Cemaat çoğalıp da, Ashab-ı Kiram’ın, “Vaaz esnasında biz senin yüzünü göremiyoruz” diye minber yaptırmaları ve bunun üzerine Hz. Muhammed’in o zamana kadar kendisine dayanarak konuştuğu hurma sütununun inlemeğe başlaması, Hz. Resul’ün de bu sesi işiterek hurma ağacıyla sualli cevaplı konuşması hakkındadır.
Hurma sütunu Hz. Muhammed’in ayrılığı ile duyan düşünen bir varlık gibi feryad ediyordu.
Öyle ki vaaz meclisinde hazır bulunan genç ihtiyar herkes, bu feryadı duydular.
Ashab-ı Kiram hayrette kalmıştı; “Hurma sütunu her tarafından nasıl nâle ve feryat eder?” diyorlardı.
Resulullah; “Ey sütun ne istiyorsun?” deyince, “Senin ayrılığınla içerim kan oldu.
(Hutbe) esnasında bana dayanırdın, şimdi beni terk ettin, minberin üstünü kendine mesnet yaptın” dedi.
Peygamberimiz buyurdular; “Ey hurma ağacı, madem ki feryadın benim firakımdadır (ayrılığımdadır), öyle bir ağaç olmak ister misin ki, Şark’ın ve Garp’ın bütün insanları senden meyva dersinler?
Yahut Cenab-ı Hak seni ahirette bir servi yapsın ki ebediyen ter ü taze kalasın.”
Hurma sütunu; “Ya Resulallah” dedi, “Daima baki olanı isterim.”
“Ey gafil bunu duy da bir ağaçtan geri kalma.”
Resulullah o sütunu, toprağa gömdürdü, ta ki kıyamet gününde insan gibi dirilsin diye.
Şunu bilesin ki Cenab-ı Hakk’ın kendine davet ettiği kul, cihanın girdisini çıktısını umursamayıp yüzünü asıl maksut olan Hakk’a döndürür.
Her kimin alışı-verişi Hak’la olursa, dünyanın dedisinden kodusundan kurtulur.
(Fakat) Allah’ın esrarından nasibi olmayan kimse cemadın (cansız varlıkların) feryat ve nalesini nasıl tasdik edebilir?
(Onlar) içten tasdik etmeyip, inanmış olanlara (gösteriş yapmak ve) kendilerine nifak ehli (toplumların arasına geçimsizlik sokan) dedirtmemek içinh evet derler.
Cemadat Allah’ın “kün” (ol) emrini idrak etmeseydi (yani bu emre uyarak varlık alemine gelmeseydi) işte asıl o zaman bu söz alemde reddedilmiş olurdu.
KONUNUN AÇIKLAMASI
Hz.

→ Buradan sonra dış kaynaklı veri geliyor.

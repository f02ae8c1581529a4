use anyhow::Result;
use std::sync::Arc;

use verifywise_mcp::config::{Config, TransportMode};
use verifywise_mcp::mcp::{default_registry, McpServer};
use verifywise_mcp::registry::ClientRegistry;
use verifywise_mcp::routes;

#[tokio::main]
async fn main() -> Result<()> {
    // Load configuration first (for log level)
    let config = Config::load()?;
    config.validate()?;

    // Logs go to stderr: stdout carries the stdio JSON-RPC stream
    let log_level = config.log_level.to_lowercase();
    let env_filter = tracing_subscriber::EnvFilter::try_from_default_env()
        .unwrap_or_else(|_| tracing_subscriber::EnvFilter::new(&log_level));

    tracing_subscriber::fmt()
        .with_env_filter(env_filter)
        .with_writer(std::io::stderr)
        .with_ansi(false)
        .with_target(false)
        .with_file(true)
        .with_line_number(true)
        .init();

    tracing::info!(
        version = env!("CARGO_PKG_VERSION"),
        base_url = %config.client.base_url,
        transport = ?config.transport,
        "VerifyWise MCP server starting"
    );

    let clients = Arc::new(ClientRegistry::from_config(config.client.clone()));
    let server = Arc::new(McpServer::new(default_registry(clients.clone())));
    tracing::info!(tools = server.tools().len(), "Tools registered");

    let outcome = match config.transport {
        TransportMode::Stdio => serve_stdio(server).await,
        TransportMode::Http => serve_http(server, &config).await,
    };

    clients.close();
    tracing::info!("Shutdown complete");

    outcome
}

/// Newline-delimited JSON-RPC over stdin/stdout
async fn serve_stdio(server: Arc<McpServer>) -> Result<()> {
    let stdin = tokio::io::BufReader::new(tokio::io::stdin());
    let stdout = tokio::io::stdout();

    tracing::info!("Serving MCP over stdio");
    tokio::select! {
        result = server.serve(stdin, stdout) => result?,
        _ = shutdown_signal() => {}
    }
    Ok(())
}

/// JSON-RPC over HTTP (`POST /mcp`)
async fn serve_http(server: Arc<McpServer>, config: &Config) -> Result<()> {
    let app = routes::app(routes::AppState { server });

    let addr = format!("{}:{}", config.http_host, config.http_port);
    let listener = tokio::net::TcpListener::bind(&addr).await?;

    tracing::info!("Serving MCP on http://{}/mcp", addr);

    axum::serve(listener, app)
        .with_graceful_shutdown(shutdown_signal())
        .await?;
    Ok(())
}

/// Handle graceful shutdown signal
async fn shutdown_signal() {
    use tokio::signal;

    let ctrl_c = async {
        if let Err(e) = signal::ctrl_c().await {
            tracing::error!("Failed to install Ctrl+C handler: {}", e);
            std::future::pending::<()>().await;
        }
    };

    #[cfg(unix)]
    let terminate = async {
        match signal::unix::signal(signal::unix::SignalKind::terminate()) {
            Ok(mut sig) => {
                sig.recv().await;
            }
            Err(e) => {
                tracing::error!("Failed to install signal handler: {}", e);
                std::future::pending::<()>().await;
            }
        }
    };

    #[cfg(not(unix))]
    let terminate = std::future::pending::<()>();

    tokio::select! {
        _ = ctrl_c => {
            tracing::info!("Received Ctrl+C signal, initiating graceful shutdown...");
        },
        _ = terminate => {
            tracing::info!("Received terminate signal, initiating graceful shutdown...");
        },
    }
}
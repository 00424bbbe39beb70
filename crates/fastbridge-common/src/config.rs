use serde::Deserialize;
use std::time::Duration;

/// Configuration snapshot consumed by the execution core.
///
/// The core does not own configuration loading; an external loader hands it
/// a fixed snapshot at startup. Every field maps to one of the recognized
/// options from the deployment surface:
///
/// - `pool_size` - number of execution contexts
/// - `request_timeout_ms` - default deadline applied when a dispatch
///   carries none
/// - `reload_parallelism` - maximum contexts draining at once during a
///   rolling reload
/// - `fault_threshold` - handler faults within the window before a context
///   is evicted
/// - `fault_window_ms` - sliding window for fault counting
/// - `drain_grace_ms` - how long a reload waits for a context to drain and
///   swap before reporting it as a straggler
#[derive(Clone, Debug, Deserialize)]
#[serde(default)]
pub struct RuntimeConfig {
    pub pool_size: usize,
    pub request_timeout_ms: u64,
    pub reload_parallelism: usize,
    pub fault_threshold: u32,
    pub fault_window_ms: u64,
    pub drain_grace_ms: u64,
}

impl Default for RuntimeConfig {
    fn default() -> Self {
        Self {
            pool_size: 4,
            request_timeout_ms: 30_000,
            reload_parallelism: 1,
            fault_threshold: 3,
            fault_window_ms: 10_000,
            drain_grace_ms: 5_000,
        }
    }
}

impl RuntimeConfig {
    /// Default per-request deadline.
    pub fn request_timeout(&self) -> Duration {
        Duration::from_millis(self.request_timeout_ms)
    }

    /// Sliding window for per-context fault counting.
    pub fn fault_window(&self) -> Duration {
        Duration::from_millis(self.fault_window_ms)
    }

    /// Grace period for drain-and-swap during a rolling reload.
    pub fn drain_grace(&self) -> Duration {
        Duration::from_millis(self.drain_grace_ms)
    }
}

Muhammed, ashabına vaaz ederken mescit direklerinden bir hurma sütununa dayanır öyle konuşurdu.
Mescitte vaaz dinleyen ashap o kadar çoğaldı ki sahabelerin büyük bir kısmı kalabalıktan Hz. Peygamber’imizin yüzünü göremez oldu. Mescide bir minber yapılmasını, Hz. Muhammed’imizin bu minbere çıkarak bu güzel yüzü her Müslüman tarafından görülerek konuşmasını istediler.
Minber yapıldı. Peygamberler Sultanı Hz. Muhammed Mustafa bu minbere çıkarak konuşmaya başladı. Fakat tam o anda beklenmez bir hadise oldu. Daha önce kendisine yaslandığı hurma direği, duyan, düşünen, hicran ve özleyiş içinde kalan bir insan gibi feryat etmeye, ah edip inlemeye başladı.
Bu derin, yanık bir ney sadası gibi öyle içten bir seslenişti ki o vaaz meclisinde bulunan, genç ve yaşlı, bütün Müslümanlar bu feryadı duydular. Hurma direğinin feryadı adeta bir konuşma, bir lisan haline girdi.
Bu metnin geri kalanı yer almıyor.